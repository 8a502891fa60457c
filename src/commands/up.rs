use anyhow::Result;
use benchforge::core::registry::ProvisionerRegistry;
use benchforge::core::resource::{ResourceHandle, ResourceSpec};

pub(super) fn handle_up(registry: &ProvisionerRegistry, spec: ResourceSpec) -> Result<()> {
    let mut handle = ResourceHandle::new(spec);
    registry.provision(&mut handle)?;
    println!("{}", serde_json::to_string_pretty(handle.metadata())?);
    Ok(())
}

++++++++++

* YOUR GOAL
The records above should be restated word for word in their entirety.

* SOLUTION TO THIS EXERCISE
repository 8a502891fa60457c
filename src/commands/up.rs
use anyhow::Result;
use benchforge::core::registry::ProvisionerRegistry;
use benchforge::core::resource::{ResourceHandle, ResourceSpec};

pub(super) fn handle_up(registry: &ProvisionerRegistry, spec: ResourceSpec) -> Result<()> {
    let mut handle = ResourceHandle::new(spec);
    registry.provision(&mut handle)?;
    println!("{}", serde_json::to_string_pretty(handle.metadata())?);
    Ok(())
}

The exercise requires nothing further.